L'histoire :
Après sa rencontre avec Jacky Jourdain et le douloureux « épisode sous le pont », Polza Mancini continue de décrire aux deux policiers qui le gardent à vue, le chemin qui l’a conduit jusqu’à Carole... Celle là-même qu’on le soupçonne d’avoir tuée. Alors Polza, le gros clochard, raconte… Après Saint Jacky, il prend des trains, fait du stop, marche et se laisse porter au hasard des opportunités pour s’éloigner le plus loin possible de la région. L’hiver est encore là et Mancini s’abrite – deux jours au maximum – dans des résidences secondaires abandonnées à la morte saison. Il en profite pour faire le plein : nourriture ; vêtements ; médicaments et alcool à gogo. De temps en temps – tant qu’il en possède encore un peu – il fume de l’héroïne sans pouvoir parvenir à retrouver ce « Blast » salvateur qu’il recherche éperdument. Un jour, il échoue dans une petite ferme sous scellées de la gendarmerie : son propriétaire vient de mettre fin à ses jours par pendaison. Polza est fasciné par l’endroit. Surtout, il est troublé par une série de toiles, dont l’ancien propriétaire est l’auteur. D’une violence et d’une infinie douleur, ces tableaux font parfaitement écho à celles que ressent Polza. Il quitte pourtant la maison un jour plus tard… après l’avoir brûlée pour que personne ne puisse décrocher la corde du pendu : c’eut été obscène… Quelques errances plus tard, dans une autre demeure, il s’observe nu dans un miroir pour une haine de son corps immédiate. Et un profond coup de couteau dans l’abdomen…

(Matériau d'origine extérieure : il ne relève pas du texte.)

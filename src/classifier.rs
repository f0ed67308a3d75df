use anyhow::Result;
use rand::rngs::StdRng;
use rand::seq::SliceRandom;
use rand::SeedableRng;
use serde::{Deserialize, Serialize};
use std::collections::HashMap;

use crate::errors::GeneratorError;
use crate::labeler::{Category, LabeledExample};

const VOCABULARY_LIMIT: usize = 1000;
const TEST_FRACTION: f64 = 0.3;
const SPLIT_SEED: u64 = 42;

/// Closed-class English stop words removed before vectorization.
const STOP_WORDS: [&str; 60] = [
    "a", "an", "the", "and", "or", "but", "if", "then", "else", "when", "while", "of", "at",
    "by", "for", "with", "about", "to", "from", "in", "on", "off", "over", "under", "again",
    "once", "here", "there", "all", "any", "both", "each", "few", "more", "most", "other",
    "some", "such", "no", "nor", "not", "only", "own", "same", "so", "than", "too", "very",
    "is", "are", "was", "were", "be", "been", "being", "it", "its", "this", "that", "as",
];

#[derive(Debug, Clone, Serialize, Deserialize)]
pub struct ClassificationResult {
    pub category: Category,
    /// Maximum predicted class probability; 1.0 for the constant model.
    pub confidence: f64,
}

/// Term-frequency vectorizer with a capped vocabulary.
#[derive(Debug, Clone)]
pub struct TfVectorizer {
    vocabulary: Vec<String>,
    index: HashMap<String, usize>,
}

impl TfVectorizer {
    /// Build the vocabulary from the training texts: stop words removed,
    /// capped at the most frequent 1000 terms. Frequency ties break on the
    /// term itself so the vocabulary is deterministic.
    pub fn fit(texts: &[&str]) -> Self {
        let mut counts: HashMap<String, usize> = HashMap::new();
        for text in texts {
            for term in tokenize(text) {
                *counts.entry(term).or_insert(0) += 1;
            }
        }

        let mut ranked: Vec<(String, usize)> = counts.into_iter().collect();
        ranked.sort_by(|a, b| b.1.cmp(&a.1).then_with(|| a.0.cmp(&b.0)));
        ranked.truncate(VOCABULARY_LIMIT);

        let mut vocabulary: Vec<String> = ranked.into_iter().map(|(term, _)| term).collect();
        vocabulary.sort();

        let index = vocabulary
            .iter()
            .enumerate()
            .map(|(i, term)| (term.clone(), i))
            .collect();

        Self { vocabulary, index }
    }

    pub fn transform(&self, text: &str) -> Vec<f64> {
        let mut vector = vec![0.0; self.vocabulary.len()];
        for term in tokenize(text) {
            if let Some(&i) = self.index.get(&term) {
                vector[i] += 1.0;
            }
        }
        vector
    }

    pub fn vocabulary_size(&self) -> usize {
        self.vocabulary.len()
    }
}

fn tokenize(text: &str) -> Vec<String> {
    text.split(|c: char| !c.is_alphanumeric())
        .filter(|w| w.len() > 1)
        .map(|w| w.to_lowercase())
        .filter(|w| !STOP_WORDS.contains(&w.as_str()))
        .collect()
}

/// Multinomial naive Bayes with Laplace smoothing over TF vectors.
#[derive(Debug, Clone)]
pub struct NaiveBayesModel {
    classes: Vec<Category>,
    class_log_prior: Vec<f64>,
    feature_log_prob: Vec<Vec<f64>>,
}

impl NaiveBayesModel {
    pub fn fit(vectors: &[Vec<f64>], labels: &[Category]) -> Self {
        let mut classes: Vec<Category> = labels.to_vec();
        classes.sort();
        classes.dedup();

        let n_features = vectors.first().map(Vec::len).unwrap_or(0);
        let n_samples = vectors.len() as f64;

        let mut class_log_prior = Vec::with_capacity(classes.len());
        let mut feature_log_prob = Vec::with_capacity(classes.len());

        for class in &classes {
            let member_vectors: Vec<&Vec<f64>> = vectors
                .iter()
                .zip(labels)
                .filter(|(_, label)| *label == class)
                .map(|(v, _)| v)
                .collect();

            class_log_prior.push((member_vectors.len() as f64 / n_samples).ln());

            let mut term_counts = vec![0.0; n_features];
            for vector in &member_vectors {
                for (i, value) in vector.iter().enumerate() {
                    term_counts[i] += value;
                }
            }
            let total: f64 = term_counts.iter().sum::<f64>() + n_features as f64;
            feature_log_prob.push(
                term_counts
                    .iter()
                    .map(|count| ((count + 1.0) / total).ln())
                    .collect(),
            );
        }

        Self { classes, class_log_prior, feature_log_prob }
    }

    pub fn predict(&self, vector: &[f64]) -> (Category, f64) {
        let probabilities = self.predict_proba(vector);
        let (best, confidence) = self
            .classes
            .iter()
            .zip(&probabilities)
            .max_by(|a, b| a.1.partial_cmp(b.1).unwrap_or(std::cmp::Ordering::Equal))
            .map(|(class, p)| (*class, *p))
            .unwrap_or((Category::Functional, 1.0));
        (best, confidence)
    }

    /// Normalized class posteriors, computed in log space for stability.
    pub fn predict_proba(&self, vector: &[f64]) -> Vec<f64> {
        let log_posteriors: Vec<f64> = self
            .classes
            .iter()
            .enumerate()
            .map(|(c, _)| {
                let mut lp = self.class_log_prior[c];
                for (i, value) in vector.iter().enumerate() {
                    if *value > 0.0 {
                        lp += value * self.feature_log_prob[c][i];
                    }
                }
                lp
            })
            .collect();

        let max = log_posteriors.iter().cloned().fold(f64::NEG_INFINITY, f64::max);
        let exps: Vec<f64> = log_posteriors.iter().map(|lp| (lp - max).exp()).collect();
        let sum: f64 = exps.iter().sum();
        exps.into_iter().map(|e| e / sum).collect()
    }
}

/// The fitted prediction surface: either a real trained model or the
/// constant fallback installed when the weak labels lack diversity. Both
/// honor the same predict contract.
pub enum IntentModel {
    Trained {
        vectorizer: TfVectorizer,
        model: NaiveBayesModel,
    },
    Constant(Category),
}

impl IntentModel {
    pub fn predict(&self, text: &str) -> ClassificationResult {
        match self {
            IntentModel::Trained { vectorizer, model } => {
                let vector = vectorizer.transform(text);
                let (category, confidence) = model.predict(&vector);
                ClassificationResult { category, confidence }
            }
            // The constant model has no probability surface; confidence is
            // defined as 1.0.
            IntentModel::Constant(category) => ClassificationResult {
                category: *category,
                confidence: 1.0,
            },
        }
    }
}

pub struct IntentClassifier {
    model: Option<IntentModel>,
    split_seed: u64,
}

impl IntentClassifier {
    pub fn new() -> Self {
        Self { model: None, split_seed: SPLIT_SEED }
    }

    #[cfg(test)]
    pub fn with_split_seed(seed: u64) -> Self {
        Self { model: None, split_seed: seed }
    }

    pub fn is_trained(&self) -> bool {
        self.model.is_some()
    }

    /// Train on the weak-supervision corpus.
    ///
    /// Single-category corpora fall back to a constant model instead of
    /// failing; an empty corpus is a fatal precondition. The held-out quality
    /// summary is informational only and not consumed downstream.
    pub fn train(&mut self, examples: &[LabeledExample]) -> Result<()> {
        if examples.is_empty() {
            return Err(GeneratorError::EmptyCorpus.into());
        }

        let mut distinct: Vec<Category> = examples.iter().map(|e| e.category).collect();
        distinct.sort();
        distinct.dedup();

        if distinct.len() < 2 {
            let only = distinct[0];
            eprintln!(
                "⚠️  {}",
                GeneratorError::InsufficientLabelDiversity(only)
            );
            eprintln!("   Falling back to a constant classifier ({})", only);
            self.model = Some(IntentModel::Constant(only));
            return Ok(());
        }

        let texts: Vec<&str> = examples.iter().map(|e| e.text.as_str()).collect();
        let vectorizer = TfVectorizer::fit(&texts);
        let vectors: Vec<Vec<f64>> = texts.iter().map(|t| vectorizer.transform(t)).collect();
        let labels: Vec<Category> = examples.iter().map(|e| e.category).collect();

        let (train_idx, test_idx) = self.split(&labels);

        let train_vectors: Vec<Vec<f64>> = train_idx.iter().map(|&i| vectors[i].clone()).collect();
        let train_labels: Vec<Category> = train_idx.iter().map(|&i| labels[i]).collect();
        let model = NaiveBayesModel::fit(&train_vectors, &train_labels);

        if !test_idx.is_empty() {
            let predictions: Vec<Category> = test_idx
                .iter()
                .map(|&i| model.predict(&vectors[i]).0)
                .collect();
            let actual: Vec<Category> = test_idx.iter().map(|&i| labels[i]).collect();
            print_classification_report(&actual, &predictions);
        }

        self.model = Some(IntentModel::Trained { vectorizer, model });
        Ok(())
    }

    /// Predict category and confidence for one requirement text.
    pub fn predict(&self, text: &str) -> Result<ClassificationResult> {
        let model = self.model.as_ref().ok_or(GeneratorError::UntrainedModel)?;
        Ok(model.predict(text))
    }

    /// Hold-out split over example indices. Stratified per class when every
    /// class has at least 2 members; otherwise a plain shuffled split with a
    /// warning naming the thin classes.
    fn split(&self, labels: &[Category]) -> (Vec<usize>, Vec<usize>) {
        let mut by_class: HashMap<Category, Vec<usize>> = HashMap::new();
        for (i, label) in labels.iter().enumerate() {
            by_class.entry(*label).or_default().push(i);
        }

        let mut thin: Vec<Category> = by_class
            .iter()
            .filter(|(_, members)| members.len() < 2)
            .map(|(c, _)| *c)
            .collect();
        thin.sort();

        let mut rng = StdRng::seed_from_u64(self.split_seed);
        let mut train = Vec::new();
        let mut test = Vec::new();

        if thin.is_empty() {
            // Stratified: classes processed in a fixed order so the split is
            // reproducible under the seed.
            let mut classes: Vec<Category> = by_class.keys().copied().collect();
            classes.sort();
            for class in classes {
                let mut members = by_class.remove(&class).unwrap_or_default();
                members.shuffle(&mut rng);
                let mut n_test = (members.len() as f64 * TEST_FRACTION).round() as usize;
                n_test = n_test.clamp(1, members.len() - 1);
                test.extend(members.drain(..n_test));
                train.extend(members);
            }
        } else {
            eprintln!("⚠️  {}", GeneratorError::StratificationInfeasible(thin));
            eprintln!("   Falling back to a non-stratified split");
            let mut indices: Vec<usize> = (0..labels.len()).collect();
            indices.shuffle(&mut rng);
            let mut n_test = (indices.len() as f64 * TEST_FRACTION).round() as usize;
            if indices.len() >= 2 {
                n_test = n_test.clamp(1, indices.len() - 1);
            } else {
                n_test = 0;
            }
            test.extend(indices.drain(..n_test));
            train.extend(indices);
        }

        (train, test)
    }
}

impl Default for IntentClassifier {
    fn default() -> Self {
        Self::new()
    }
}

/// Per-class precision/recall/F1 plus accuracy, printed in the run log.
fn print_classification_report(actual: &[Category], predicted: &[Category]) {
    println!("\n📊 Model Performance Summary:");
    println!("   {:<18} {:>9} {:>7} {:>9} {:>8}", "category", "precision", "recall", "f1-score", "support");

    let mut present: Vec<Category> = actual.to_vec();
    present.extend_from_slice(predicted);
    present.sort();
    present.dedup();

    for class in &present {
        let tp = actual
            .iter()
            .zip(predicted)
            .filter(|(a, p)| **a == *class && **p == *class)
            .count() as f64;
        let predicted_positive = predicted.iter().filter(|p| **p == *class).count() as f64;
        let support = actual.iter().filter(|a| **a == *class).count();

        let precision = if predicted_positive > 0.0 { tp / predicted_positive } else { 0.0 };
        let recall = if support > 0 { tp / support as f64 } else { 0.0 };
        let f1 = if precision + recall > 0.0 {
            2.0 * precision * recall / (precision + recall)
        } else {
            0.0
        };

        println!(
            "   {:<18} {:>9.2} {:>7.2} {:>9.2} {:>8}",
            class.label(),
            precision,
            recall,
            f1,
            support
        );
    }

    let correct = actual.iter().zip(predicted).filter(|(a, p)| a == p).count();
    println!("   accuracy: {:.2} ({}/{})", correct as f64 / actual.len() as f64, correct, actual.len());
}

Ce qu'on en pense sur la planète BD :
A nouveau magistral, ce 3éme opus conte l’errance de Polza Mancini et continue d'édifier une œuvre essentielle. L’errance de ce personnage hors normes happe une nouvelle fois, à renfort d’une gamme émotionnelle peu commune. Froid comme la lame d’un couteau effilé qu’on loge sous le cou ; brûlant comme une fin d’été qu’on regarde s’éteindre du haut d’une colline ; touchant comme un paysage posé sur une toile , et si palpablement violent... le récit offre sa douleur sans complaisance. Celle d'un gros bonhomme cuisiné par deux flics, pour un forfait dont les contours se dévoilent petit à petit, dans un entrelacs habile, confiant son lot de surprises. Celle d’un homme double – si parfaitement décrit en 4éme de couverture – capable de lécher la main pour une caresse, ou mourant d’envie de vous faire baisser les yeux pour mieux vous les crever. Et de fait, on passe des résidences secondaires fracturées au jardin de Roland Oudinot – et ses incroyables Moaïs – de l’hôpital psychiatrique aux douloureuses rencontres et au corps offert de Carole. On laissera son empathie aux portes des méandres complexes du cheminement psychologique de ce géant à fleur de vie : la répugnance et l’attirance dans un même élan. Manu Larcenet livre ici réellement un scénario exceptionnel : riche d’enseignements humains, en une large mise à nue des dégâts de la « norme » ou bousculant (à raison) nombre de nos repères. Il décrit intelligemment la relation au père, l’absence maternelle ou la complexité de la spirale autodestructrice. Il sert enfin impeccablement un suspens captivant. Difficile, une nouvelle fois, de reposer l’ouvrage sans regretter de quitter, pour de longs mois, celui qui « pèse deux hommes ». D’autant qu’une fois de plus, la partie graphique atteint des sommets : le noir et blanc travaillé à la finesse, au contraste et à l’épaisseur comme jamais, cadré pour l’émotion et laissant nous imbiber lentement de l’histoire de Mancini. Sans oublier la métronomique qualité d’écriture, confiée à une voix-off à l’écho indélébile. Bref tout aussi addictif pour nous, que les barres de « Funky Chocolat » et le gin le sont pour Polza.